The advantages and disadvantages of hydroponic techniques

Written by Rosemary Nyamu 2020 Available in English, French, Portuguese and Spanish

Photo of Rosemary Nyamu
Joy in Nigeria grows different types of crops using sustainable agricultural techniques taught by Tearfund partner Rurcon.

From: Farming for the future – Footsteps 110

Strategies farmers can use to maintain healthy ecosystems and productive farms

What is hydroponics?

Hydroponics is the practice of growing plants without soil. The plants can be grown in a nutrient-rich solution, or in a disease-free substance such as sand, gravel or coconut fibre, watered with nutrient solution. 

What are the benefits? 

First of all, fertile land is not needed to grow crops hydroponically. Crops can be grown anywhere – inside and out – in a much smaller space than traditional farming. The environment is more controlled so there are fewer weeds and a lower risk of pests and diseases. 

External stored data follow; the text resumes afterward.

//! Client session state and the OTP workflow over it
//!
//! One `Session` per connected client. It carries the authenticated
//! identity, the failed-login counter, and at most one live challenge per
//! purpose. The challenge slots are typed fields, not a keyed map: the
//! two flows are independent namespaces and must not observe each other.

use chrono::{DateTime, Utc};
use tracing::{info, instrument, warn};

use crate::credentials;
use crate::error::{Error, Result};
use crate::invariants::assert_challenge_invariants;
use crate::models::User;
use crate::otp::{Challenge, Purpose};
use crate::store::UserRepository;

#[derive(Debug, Default)]
pub struct Session {
    user: Option<String>,
    login_attempts: u32,
    password_reset: Option<Challenge>,
    profile_update: Option<Challenge>,
}

impl Session {
    pub fn new() -> Self {
        Self::default()
    }

    /// The authenticated username, if any.
    pub fn user(&self) -> Option<&str> {
        self.user.as_deref()
    }

    /// Guard for protected operations.
    pub fn authenticated_user(&self) -> Result<&str> {
        self.user.as_deref().ok_or(Error::Unauthenticated)
    }

    pub fn login_attempts(&self) -> u32 {
        self.login_attempts
    }

    /// Count a failed login. There is no lockout threshold; the counter
    /// only feeds logging and whatever the front-end chooses to do.
    pub fn record_login_failure(&mut self) -> u32 {
        self.login_attempts += 1;
        warn!(attempts = self.login_attempts, "failed login attempt");
        self.login_attempts
    }

    /// Drop everything and set the authenticated identity.
    pub fn establish(&mut self, username: &str) {
        *self = Self::default();
        self.user = Some(username.to_string());
    }

    /// Drop everything: identity, counters, challenges.
    pub fn clear(&mut self) {
        *self = Self::default();
    }

    fn slot(&self, purpose: Purpose) -> &Option<Challenge> {
        match purpose {
            Purpose::PasswordReset => &self.password_reset,
            Purpose::ProfileUpdate => &self.profile_update,
        }
    }

    fn slot_mut(&mut self, purpose: Purpose) -> &mut Option<Challenge> {
        match purpose {
            Purpose::PasswordReset => &mut self.password_reset,
            Purpose::ProfileUpdate => &mut self.profile_update,
        }
    }

    /// Issue a new challenge for a purpose, replacing any earlier one.
    /// Requesting again is the only way to retire an unconsumed code early.
    pub fn request_challenge(&mut self, purpose: Purpose, subject: &str) -> &Challenge {
        self.request_challenge_at(purpose, subject, Utc::now())
    }

    #[instrument(skip(self))]
    pub fn request_challenge_at(
        &mut self,
        purpose: Purpose,
        subject: &str,
        now: DateTime<Utc>,
    ) -> &Challenge {
        info!(purpose = purpose.label(), "issuing one-time code");
        let challenge = Challenge::issue(subject, now);
        assert_challenge_invariants(&challenge);
        self.slot_mut(purpose).insert(challenge)
    }

    /// Check a submitted code against the live challenge.
    ///
    /// Expiry clears the slot. A mismatch leaves the challenge in place,
    /// retryable until it expires; there is no attempt limit.
    pub fn verify_challenge(&mut self, purpose: Purpose, submitted: &str) -> Result<()> {
        self.verify_challenge_at(purpose, submitted, Utc::now())
    }

    pub fn verify_challenge_at(
        &mut self,
        purpose: Purpose,
        submitted: &str,
        now: DateTime<Utc>,
    ) -> Result<()> {
        let slot = self.slot_mut(purpose);
        let challenge = slot.as_mut().ok_or(Error::NoActiveChallenge)?;
        if challenge.is_expired(now) {
            *slot = None;
            return Err(Error::Expired);
        }
        if !challenge.matches(submitted) {
            return Err(Error::CodeMismatch);
        }
        challenge.mark_verified();
        info!(purpose = purpose.label(), "one-time code verified");
        Ok(())
    }

    /// Take the verified challenge for a purpose, clearing the slot.
    ///
    /// The protected action calls this at the moment it mutates state;
    /// success is one-shot.
    pub fn consume_challenge(&mut self, purpose: Purpose) -> Result<Challenge> {
        self.consume_challenge_at(purpose, Utc::now())
    }

    pub fn consume_challenge_at(
        &mut self,
        purpose: Purpose,
        now: DateTime<Utc>,
    ) -> Result<Challenge> {
        let slot = self.slot_mut(purpose);
        let challenge = slot.as_ref().ok_or(Error::NoActiveChallenge)?;
        if challenge.is_expired(now) {
            *slot = None;
            return Err(Error::Expired);
        }
        if !challenge.is_verified() {
            return Err(Error::NotVerified);
        }
        // Checked as Some above.
        Ok(slot.take().ok_or(Error::NoActiveChallenge)?)
    }

    /// Pure read used for flow gating; never mutates the slot.
    pub fn is_verified(&self, purpose: Purpose) -> bool {
        self.is_verified_at(purpose, Utc::now())
    }

    pub fn is_verified_at(&self, purpose: Purpose, now: DateTime<Utc>) -> bool {
        self.slot(purpose)
            .as_ref()
            .is_some_and(|c| c.is_verified() && !c.is_expired(now))
    }
}

/// Log in against the user store.
///
/// Both an unknown identifier and a wrong password fail identically and
/// bump the attempt counter. Success clears the whole session before
/// setting the identity.
#[instrument(skip(store, session, password))]
pub fn login<S: UserRepository>(
    store: &S,
    session: &mut Session,
    identifier: &str,
    password: &str,
) -> Result<User> {
    let invalid = || Error::Validation("Invalid username/email or password.".to_string());

    let user = match credentials::resolve_user(store, identifier.trim()) {
        Ok(user) => user,
        Err(Error::NotFound(_)) => {
            session.record_login_failure();
            return Err(invalid());
        }
        Err(e) => return Err(e),
    };

    if !credentials::verify_password(&user.password_hash, password) {
        session.record_login_failure();
        return Err(invalid());
    }

    session.establish(&user.username);
    crate::invariants::assert_session_identity(session);
    info!(username = %user.username, "logged in");
    Ok(user)
}

/// Log out, dropping all session state unconditionally.
pub fn logout(session: &mut Session) {
    if let Some(username) = session.user() {
        info!(username, "logged out");
    }
    session.clear();
}
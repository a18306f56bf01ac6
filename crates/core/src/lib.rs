//! Inkpad Core Library
//!
//! Models, storage, credentials, and the OTP-gated account workflows for
//! the Inkpad notepad service.

pub mod account;
pub mod credentials;
pub mod error;
pub mod invariants;
pub mod models;
pub mod notes;
pub mod otp;
pub mod session;
pub mod store;
pub mod uploads;

pub use error::{Error, Result};
pub use models::*;
pub use notes::NoteService;
pub use otp::{Challenge, Purpose};
pub use session::{login, logout, Session};
pub use store::{Collection, NoteRepository, NoteStore, Storage, Store, UserRepository, UserStore};
pub use uploads::UploadStore;
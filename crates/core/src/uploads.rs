//! Profile picture storage
//!
//! Uploaded images land in a flat directory; the stored filename is what
//! gets persisted on the user record. Only common web image formats are
//! accepted.

use std::fs;
use std::path::{Path, PathBuf};

use tracing::instrument;

use crate::error::{Error, Result};

/// Extensions accepted for profile pictures.
pub const ALLOWED_EXTENSIONS: [&str; 4] = ["png", "jpg", "jpeg", "gif"];

/// Manages the uploads directory
pub struct UploadStore {
    dir: PathBuf,
}

impl UploadStore {
    /// Create the manager, making the directory if needed.
    pub fn open<P: AsRef<Path>>(dir: P) -> Result<Self> {
        fs::create_dir_all(dir.as_ref())?;
        Ok(Self {
            dir: dir.as_ref().to_path_buf(),
        })
    }

    pub fn dir(&self) -> &Path {
        &self.dir
    }

    /// Store an uploaded image and return the filename to persist.
    #[instrument(skip(self, bytes))]
    pub fn store(&self, original_name: &str, bytes: &[u8]) -> Result<String> {
        let name = sanitize_filename(original_name)?;
        let extension = name
            .rsplit_once('.')
            .map(|(_, ext)| ext.to_ascii_lowercase())
            .unwrap_or_default();
        if !ALLOWED_EXTENSIONS.contains(&extension.as_str()) {
            return Err(Error::Validation(
                "Only image files are allowed (png, jpg, jpeg, gif).".to_string(),
            ));
        }

        fs::write(self.dir.join(&name), bytes)?;
        Ok(name)
    }
}

/// Reduce a client-supplied filename to a safe flat basename.
///
/// Path separators are dropped along with everything before them, and the
/// remaining characters are restricted to a conservative set.
fn sanitize_filename(name: &str) -> Result<String> {
    let basename = name
        .rsplit(['/', '\\'])
        .next()
        .unwrap_or_default()
        .trim();

    let cleaned: String = basename
        .chars()
        .map(|c| {
            if c.is_ascii_alphanumeric() || c == '.' || c == '-' || c == '_' {
                c
            } else {
                '_'
            }
        })
        .collect();

    // Nothing left, or nothing but dots: not a usable name.
    if cleaned.is_empty() || cleaned.chars().all(|c| c == '.') {
        return Err(Error::Validation("No file selected.".to_string()));
    }
    Ok(cleaned)
}

#[cfg(test)]
mod tests {
    use super::*;
    use tempfile::tempdir;

    #[test]
    fn test_store_accepts_uppercase_extension() {
        let dir = tempdir().unwrap();
        let uploads = UploadStore::open(dir.path()).unwrap();

        let stored = uploads.store("photo.PNG", b"fake-png").unwrap();
        assert_eq!(stored, "photo.PNG");
        assert!(dir.path().join("photo.PNG").exists());
    }

    #[test]
    fn test_store_rejects_wrong_extension() {
        let dir = tempdir().unwrap();
        let uploads = UploadStore::open(dir.path()).unwrap();

        assert!(matches!(
            uploads.store("notes.txt", b"text"),
            Err(Error::Validation(_))
        ));
        assert!(matches!(
            uploads.store("noextension", b"data"),
            Err(Error::Validation(_))
        ));
    }

    #[test]
    fn test_store_flattens_traversal_paths() {
        let dir = tempdir().unwrap();
        let uploads = UploadStore::open(dir.path()).unwrap();

        let stored = uploads.store("../../etc/avatar.png", b"img").unwrap();
        assert_eq!(stored, "avatar.png");
        assert!(dir.path().join("avatar.png").exists());
    }

    #[test]
    fn test_store_rejects_empty_name() {
        let dir = tempdir().unwrap();
        let uploads = UploadStore::open(dir.path()).unwrap();

        assert!(matches!(
            uploads.store("", b"img"),
            Err(Error::Validation(_))
        ));
        assert!(matches!(
            uploads.store("..", b"img"),
            Err(Error::Validation(_))
        ));
    }

    #[test]
    fn test_odd_characters_are_replaced() {
        let dir = tempdir().unwrap();
        let uploads = UploadStore::open(dir.path()).unwrap();

        let stored = uploads.store("my holiday pic!.jpg", b"img").unwrap();
        assert_eq!(stored, "my_holiday_pic_.jpg");
    }
}
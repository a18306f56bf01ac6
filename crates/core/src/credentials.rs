//! Password hashing and account resolution

use argon2::{
    password_hash::{rand_core::OsRng, PasswordHash, PasswordHasher, PasswordVerifier, SaltString},
    Argon2,
};
use chrono::Utc;
use tracing::instrument;

use crate::error::{Error, Result};
use crate::models::{age_on, Registration, User};
use crate::store::UserRepository;

/// Hash a password with a fresh salt. Output is a PHC string.
pub fn hash_password(plain: &str) -> Result<String> {
    let salt = SaltString::generate(&mut OsRng);
    Argon2::default()
        .hash_password(plain.as_bytes(), &salt)
        .map(|hash| hash.to_string())
        .map_err(|e| Error::PasswordHash(e.to_string()))
}

/// Check a password against a stored PHC hash.
///
/// An unparseable stored hash verifies as false rather than erroring;
/// a corrupt record must not distinguish itself from a wrong password.
pub fn verify_password(hash: &str, plain: &str) -> bool {
    let Ok(parsed) = PasswordHash::new(hash) else {
        return false;
    };
    Argon2::default()
        .verify_password(plain.as_bytes(), &parsed)
        .is_ok()
}

/// Resolve an identifier to an account: exact username match first, then
/// case-insensitive email match.
#[instrument(skip(store))]
pub fn resolve_user<S: UserRepository>(store: &S, identifier: &str) -> Result<User> {
    if let Some(user) = store.find_user_by_username(identifier)? {
        return Ok(user);
    }
    if let Some(user) = store.find_user_by_email(identifier)? {
        return Ok(user);
    }
    Err(Error::NotFound(format!("no account for {identifier}")))
}

/// Create a new account from a registration form.
#[instrument(skip(store, registration), fields(username = %registration.username))]
pub fn register<S: UserRepository>(store: &S, registration: Registration) -> Result<User> {
    let required = [
        &registration.first_name,
        &registration.last_name,
        &registration.username,
        &registration.email,
        &registration.password,
        &registration.confirm_password,
        &registration.contact,
    ];
    if required.iter().any(|field| field.trim().is_empty()) {
        return Err(Error::Validation("Please fill required fields.".to_string()));
    }
    if registration.password != registration.confirm_password {
        return Err(Error::Validation("Passwords do not match.".to_string()));
    }
    if store
        .find_user_by_username(registration.username.trim())?
        .is_some()
    {
        return Err(Error::Validation(
            "Username already exists. Choose another.".to_string(),
        ));
    }

    let now = Utc::now();
    let user = User {
        username: registration.username.trim().to_string(),
        email: registration.email.trim().to_string(),
        password_hash: hash_password(&registration.password)?,
        first_name: registration.first_name.trim().to_string(),
        middle_name: registration.middle_name.trim().to_string(),
        last_name: registration.last_name.trim().to_string(),
        dob: registration.dob,
        age: age_on(registration.dob, now.date_naive()),
        contact: registration.contact,
        address: registration.address.compose(),
        profile_picture: None,
        created_at: now,
    };
    store.create_user(&user)?;
    tracing::info!(username = %user.username, "registered new account");
    Ok(user)
}

#[cfg(test)]
mod tests {
    use super::*;
    use crate::models::Address;
    use crate::store::Store;
    use chrono::NaiveDate;
    use tempfile::tempdir;

    fn registration(username: &str, email: &str, password: &str) -> Registration {
        Registration {
            username: username.to_string(),
            email: email.to_string(),
            password: password.to_string(),
            confirm_password: password.to_string(),
            first_name: "Alice".to_string(),
            middle_name: String::new(),
            last_name: "Reyes".to_string(),
            dob: NaiveDate::from_ymd_opt(1995, 5, 5).unwrap(),
            contact: "0917".to_string(),
            address: Address::default(),
        }
    }

    #[test]
    fn test_hash_and_verify_round_trip() {
        let hash = hash_password("Secret1!").unwrap();
        assert_ne!(hash, "Secret1!");
        assert!(verify_password(&hash, "Secret1!"));
        assert!(!verify_password(&hash, "secret1!"));
    }

    #[test]
    fn test_verify_rejects_garbage_hash() {
        assert!(!verify_password("not-a-phc-string", "whatever"));
    }

    #[test]
    fn test_register_then_resolve_by_either_identifier() {
        let dir = tempdir().unwrap();
        let store = Store::open(dir.path()).unwrap();
        register(&store, registration("alice", "alice@x.com", "Secret1!")).unwrap();

        assert_eq!(resolve_user(&store, "alice").unwrap().username, "alice");
        assert_eq!(
            resolve_user(&store, "ALICE@X.COM").unwrap().username,
            "alice"
        );
        assert!(matches!(
            resolve_user(&store, "nobody"),
            Err(Error::NotFound(_))
        ));
    }

    #[test]
    fn test_register_rejects_password_mismatch() {
        let dir = tempdir().unwrap();
        let store = Store::open(dir.path()).unwrap();
        let mut form = registration("alice", "alice@x.com", "Secret1!");
        form.confirm_password = "Different".to_string();

        assert!(matches!(
            register(&store, form),
            Err(Error::Validation(_))
        ));
    }

    #[test]
    fn test_register_rejects_blank_required_field() {
        let dir = tempdir().unwrap();
        let store = Store::open(dir.path()).unwrap();
        let mut form = registration("alice", "alice@x.com", "Secret1!");
        form.contact = "  ".to_string();

        assert!(matches!(
            register(&store, form),
            Err(Error::Validation(_))
        ));
    }

    #[test]
    fn test_register_rejects_taken_username() {
        let dir = tempdir().unwrap();
        let store = Store::open(dir.path()).unwrap();
        register(&store, registration("alice", "alice@x.com", "Secret1!")).unwrap();

        assert!(matches!(
            register(&store, registration("alice", "second@x.com", "Other2@")),
            Err(Error::Validation(_))
        ));
    }
}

With the proper set-up, plants will grow and mature more quickly than if they are grown in soil. This is because the plants do not have to work as hard to obtain the nutrients they need to grow. Their exact needs are met so they can concentrate on leaf and stem growth instead of spending energy expanding their root systems. Fodder for livestock can also be grown quickly using hydroponics, reducing pressure on grazing land. 

Water is recirculated so less is used and none is wasted. Where farmers have greenhouses, water can be collected and used from the roof.

Are there any disadvantages?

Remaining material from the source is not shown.